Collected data
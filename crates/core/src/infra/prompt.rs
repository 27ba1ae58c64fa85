//! 翻訳プロンプトの組み立て
use once_cell::sync::Lazy;
use regex::{Captures, Regex};

use crate::domain::batch::ChunkSummary;
use crate::infra::glossary::NO_GLOSSARY_TERMS;

/// 未入力欄に入れる既定値
pub const NONE_PROVIDED: &str = "None provided.";

/// 最初のチャンクの {previous_chunk_summaries}
pub const NO_PREVIOUS_CHUNKS: &str = "None (this is the first chunk of the text).";

/// 既定の翻訳プロンプトテンプレート
pub const DEFAULT_TEMPLATE: &str = "\
You are an expert fanfiction translator. Translate the following text from {source_language} to {target_language}.

**Fandom Context:**
{fandom_context}

**Previous Chapter Summary:**
{previous_chapter_summary}

**Summaries of Previous Parts of This Text:**
{previous_chunk_summaries}

**Glossary (use these translations consistently):**
{glossary_terms}

**Translator Notes/Instructions:**
{notes}

**Source Text:**
\"\"\"
{source_text}
\"\"\"

**Translation Guidelines:**
- Maintain the original tone, style, character voices, and nuances.
- Adapt cultural references appropriately for an English-speaking audience while preserving the original meaning.
- Ensure accuracy and fluency in the target language ({target_language}).
- Pay attention to any specific instructions mentioned in the Translator Notes.

**Begin Translation:**";

/// 要約用のシステム指示
pub const SUMMARIZER_INSTRUCTIONS: &str = "You are an expert summarizer. Create a concise summary of the provided text, focusing on key plot points, character interactions, and context useful for translating the next chapter or section.";

/// 認識するプレースホルダー
pub const PLACEHOLDERS: [&str; 8] = [
    "source_language",
    "target_language",
    "fandom_context",
    "notes",
    "source_text",
    "previous_chapter_summary",
    "previous_chunk_summaries",
    "glossary_terms",
];

static PLACEHOLDER_RE: Lazy<Regex> =
    Lazy::new(|| Regex::new(r"\{([a-z_]+)\}").expect("placeholder regex"));

/// チャンクごとの置換値
#[derive(Debug, Clone, Default, PartialEq, Eq)]
pub struct PromptContext {
    pub source_language: String,
    pub target_language: String,
    pub fandom_context: String,
    pub notes: String,
    pub source_text: String,
    pub previous_chapter_summary: String,
    pub previous_chunk_summaries: String,
    pub glossary_terms: String,
}

impl PromptContext {
    fn value_for(&self, placeholder: &str) -> Option<&str> {
        let value = match placeholder {
            "source_language" => &self.source_language,
            "target_language" => &self.target_language,
            "fandom_context" => &self.fandom_context,
            "notes" => &self.notes,
            "source_text" => &self.source_text,
            "previous_chapter_summary" => &self.previous_chapter_summary,
            "previous_chunk_summaries" => &self.previous_chunk_summaries,
            "glossary_terms" => &self.glossary_terms,
            _ => return None,
        };
        Some(value.as_str())
    }
}

/// 組み立て結果
#[derive(Debug, Clone, PartialEq, Eq)]
pub struct AssembledPrompt {
    pub prompt: String,
    /// テンプレートに原文が入らず既定プロンプトに切り替えたか
    pub used_fallback: bool,
}

/// テンプレート中の既知プレースホルダーを一度だけ置換する
///
/// 置換後の値は再走査しないので、原文中の `{notes}` などはそのまま残る。
/// 未知のプレースホルダーも残す。
pub fn build(template: &str, ctx: &PromptContext) -> String {
    PLACEHOLDER_RE
        .replace_all(template, |caps: &Captures| match ctx.value_for(&caps[1]) {
            Some(value) => value.to_string(),
            None => caps[0].to_string(),
        })
        .into_owned()
}

/// テンプレートを置換し、原文が含まれなければ既定プロンプトに切り替える
pub fn assemble(template: &str, ctx: &PromptContext) -> AssembledPrompt {
    let built = build(template, ctx);
    if template.contains("{source_text}") && built.contains(ctx.source_text.as_str()) {
        return AssembledPrompt {
            prompt: built,
            used_fallback: false,
        };
    }

    log::warn!("テンプレートに {{source_text}} が無いため既定プロンプトを使用します");
    AssembledPrompt {
        prompt: fallback_prompt(ctx),
        used_fallback: true,
    }
}

fn is_provided(value: &str, default: &str) -> bool {
    let v = value.trim();
    !v.is_empty() && v != default
}

/// 原文・言語対・各文脈を必ず含む既定プロンプト
pub fn fallback_prompt(ctx: &PromptContext) -> String {
    let src = &ctx.source_language;
    let tgt = &ctx.target_language;

    let mut sections = vec![format!(
        "Faithfully translate the following text from {src} into {tgt}, ensuring the result reads naturally and authentically in the target language while preserving the spirit of the original."
    )];

    if is_provided(&ctx.fandom_context, NONE_PROVIDED) {
        sections.push(format!("--- Fandom Context ---\n{}", ctx.fandom_context));
    }
    if is_provided(&ctx.previous_chapter_summary, NONE_PROVIDED) {
        sections.push(format!(
            "--- Previous Chapter Summary ---\n{}",
            ctx.previous_chapter_summary
        ));
    }
    if is_provided(&ctx.previous_chunk_summaries, NO_PREVIOUS_CHUNKS) {
        sections.push(format!(
            "--- Summaries of Previous Parts ---\n{}",
            ctx.previous_chunk_summaries
        ));
    }
    if is_provided(&ctx.glossary_terms, NO_GLOSSARY_TERMS) {
        sections.push(format!("--- Glossary ---\n{}", ctx.glossary_terms));
    }
    if is_provided(&ctx.notes, NONE_PROVIDED) {
        sections.push(format!(
            "--- Translator Notes & Special Instructions ---\n{}",
            ctx.notes
        ));
    }

    sections.push(format!("--- Source Text ({src}) ---\n{}", ctx.source_text));
    sections.push(format!(
        "--- Translation Guidelines ---
- Preserve the original tone, narrative style, character voices, and subtle nuances.
- Adapt cultural references thoughtfully to ensure clarity and resonance for an {tgt}-speaking audience, without distorting the original intent.
- Ensure the translation is both accurate and fluent in {tgt}.
- Carefully follow any specific instructions provided in the Translator Notes.
- Begin the translation now."
    ));

    format!(
        "You are an expert fanfiction translator performing translation from {src} to {tgt}.\n\n{}",
        sections.join("\n\n")
    )
}

/// {previous_chunk_summaries} の値を作る
pub fn format_chunk_summaries(summaries: &[ChunkSummary]) -> String {
    if summaries.is_empty() {
        return NO_PREVIOUS_CHUNKS.to_string();
    }
    summaries
        .iter()
        .map(|s| format!("Chunk {} Summary: {}", s.index, s.text.trim()))
        .collect::<Vec<_>>()
        .join("\n")
}

/// チャンク間要約のプロンプト
pub fn chunk_summary_prompt(translated: &str) -> String {
    format!(
        "{SUMMARIZER_INSTRUCTIONS}\n\nSummarize the following translated passage in a few sentences. It will be given as context when translating the next part of the same text.\n\n{translated}"
    )
}

/// 章全体の要約プロンプト
pub fn chapter_summary_prompt(text: &str) -> String {
    format!("{SUMMARIZER_INSTRUCTIONS}\n\nPlease summarize the following text:\n\n{text}")
}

Brief =
Every line in the data above that contains the word "while" counts; report how many there are and nothing more.

Finished exercise =
2